Gulf donors are increasingly visible in the top donor mix in conflict-affected Middle East and North Africa contexts, driven by both funding increases and collapsing US funding:

  • In Palestine, funding from the UAE increased by 142% (from US $683 million to US $1.6 billion), making it the largest donor by far.
  • Qatar’s share of funding to Palestine also increased to 9% as funding rose over five-fold (US $62 million to US $376 million).
  • Saudi Arabia overtook the US as lead donor in Syria, increasing funding 155% (+ US $258 million), while US funding fell 75% (–US $327 million). Saudi Arabia also retained lead donor position in Yemen with the share of funding rising from 44% to 51%. This was despite a 43% fall in its funding, because US funding concurrently declined more sharply.

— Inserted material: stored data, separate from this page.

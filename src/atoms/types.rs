// ── Readbot Atoms: Shared Types ────────────────────────────────────────────
// Lifecycle events, inbound message metadata and session descriptors.

use serde::{Deserialize, Serialize};

// ── Lifecycle Events ───────────────────────────────────────────────────────

/// Pairing material issued by the backend while the account is unlinked.
#[derive(Debug, Clone, PartialEq, Eq, Serialize, Deserialize)]
pub struct PairingCode {
    /// Raw pairing payload (the string encoded in the QR code).
    pub payload: String,
    /// Pre-rendered QR image as a `data:image/...` URI, when the backend sends one.
    pub image: Option<String>,
}

/// An inbound WhatsApp message, reduced to what the bot needs.
#[derive(Debug, Clone, PartialEq, Eq, Serialize, Deserialize)]
pub struct InboundMessage {
    /// Backend message ID (needed to mark it as read).
    pub id: String,
    /// Chat JID the message arrived in (`...@s.whatsapp.net` or `...@g.us`).
    pub chat_id: String,
    /// Sender phone number, without the JID suffix.
    pub sender: String,
    pub push_name: Option<String>,
    /// Group subject, when the backend provides it.
    pub chat_name: Option<String>,
    pub body: String,
    pub from_me: bool,
}

impl InboundMessage {
    pub fn is_group(&self) -> bool {
        self.chat_id.ends_with("@g.us")
    }
}

/// Closed set of lifecycle notifications the supervisor reacts to.
#[derive(Debug, Clone, PartialEq, Eq)]
pub enum LifecycleEvent {
    PairingIssued(PairingCode),
    Authenticated,
    Ready,
    AuthFailed(String),
    Disconnected(String),
    MessageReceived(InboundMessage),
}

impl LifecycleEvent {
    /// Short tag used in log lines.
    pub fn kind(&self) -> &'static str {
        match self {
            LifecycleEvent::PairingIssued(_) => "pairing_issued",
            LifecycleEvent::Authenticated => "authenticated",
            LifecycleEvent::Ready => "ready",
            LifecycleEvent::AuthFailed(_) => "auth_failed",
            LifecycleEvent::Disconnected(_) => "disconnected",
            LifecycleEvent::MessageReceived(_) => "message_received",
        }
    }
}

// ── Session Descriptors ────────────────────────────────────────────────────

/// Identity of the linked account, fetched once the session is ready.
#[derive(Debug, Clone, PartialEq, Eq, Serialize, Deserialize)]
pub struct SessionInfo {
    /// Profile display name ("pushname" in WhatsApp terms).
    pub pushname: Option<String>,
    /// Connected phone number (the user part of the account JID).
    pub wid: String,
}

/// Coarse lifecycle phase of the bot.
#[derive(Debug, Clone, Copy, PartialEq, Eq, Serialize, Deserialize)]
#[serde(rename_all = "snake_case")]
pub enum BotPhase {
    Starting,
    PairingRequired,
    Authenticated,
    Ready,
    AuthFailed,
    Disconnected,
}
// ── Readbot Atoms Layer ────────────────────────────────────────────────────
// Pure constants, types and error definitions — no I/O, no side effects.
// Dependency rule: atoms may only depend on std and external pure crates.
// Nothing here may import from engine/ or main.rs.

pub mod constants;
pub mod error;
pub mod types;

The changing donor landscape also means that the position of ‘blocs’ of donors is changing, with the EU as a bloc (EU institutions and EU member states) having increasing power, and to a lesser extent Gulf donors:

  • In 2024, the combined share of the EU bloc was larger than the US share in only five of the current top 20 contexts. However, in 2025, the EU bloc outstripped US funding and share in 18 of the top 20 contexts. This increases to 19 contexts when including Switzerland.
  • On average, the EU bloc now represents 35% of funding in the top 20 contexts, compared with 23% in 2024.
  • Gulf donors also give more funding than the US in four contexts in 2025 (up from two in 2024), namely: Niger, Palestine, Syria and Yemen.

Donor concentration increased in only two contexts. In Syria, the share of funding from the top three donors increased by one percentage point (46% to 47%), whilst in Palestine the funding share from the top three donors rose by 14 percentage points (47% to 61%), driven by UAE’s expanded contribution.

Changes in donor concentration in different contexts affects who has power within the humanitarian architecture. This affects who gets funded, what gets funded, the priorities of the humanitarian system, and how funding is chanelled (e.g. through the UN or national governments). However, whether donors choose to use the power implicitly (through internal decision making) or explicitly (through prompting broader conversations in the sector) likely varies from donor to donor and context to context. As the donor landscape continues to change, so will the centres of gravity within the humanitarian system.

2.4: Are UN appeals sufficiently funded and where do they focus?

Figure 2.3: Prioritised funding requirements in 2026 are less than half of funding requirements in 2022

Funding and unmet requirements, UN-coordinated appeals, 2016–2026

Fig2.3_GHA 2026 report

Source: Based on UN OCHA FTS, Syria Regional Refugee and Resilience Plan (3RP) dashboards and UN High Commissioner for Refugees (UNHCR) data.

Notes: Data is in current prices. 2026 data shows total requirements as of May 2026. Some figures changed slightly from those published in previous GHA reports, largely driven by updates to Syria 3RP data. 2025 and 2026 show two figures for requirements to reflect regular (already prioritised requirements) and hyper-prioritisation activities and resulting requirements in response to significant funding cuts in 2025. GHRP = Global Humanitarian Response Plan.

Funding to UN-coordinated appeals fell for the third year in a row in 2025, reversing a long-term trend in rising funding that peaked in 2022. Appeal funding in 2025 dropped to US $16.6 billion (–35% from 2024) – a level not seen since 2017 and 2018. The drop in funding meant that the humanitarian appeals system had the largest funding gap in history of US $30.6 billion, and the largest funding gap in percentage terms with only 35% of the funding requirement met (and only 56% of prioritised requirements met). The implication of the largest funding gap on record is that millions of people will not have been reached with humanitarian assistance, intensifying the prioritisation of dwindling resources in a system with high needs.

At an organisational level, aid agencies have been forced to prioristise limited resources.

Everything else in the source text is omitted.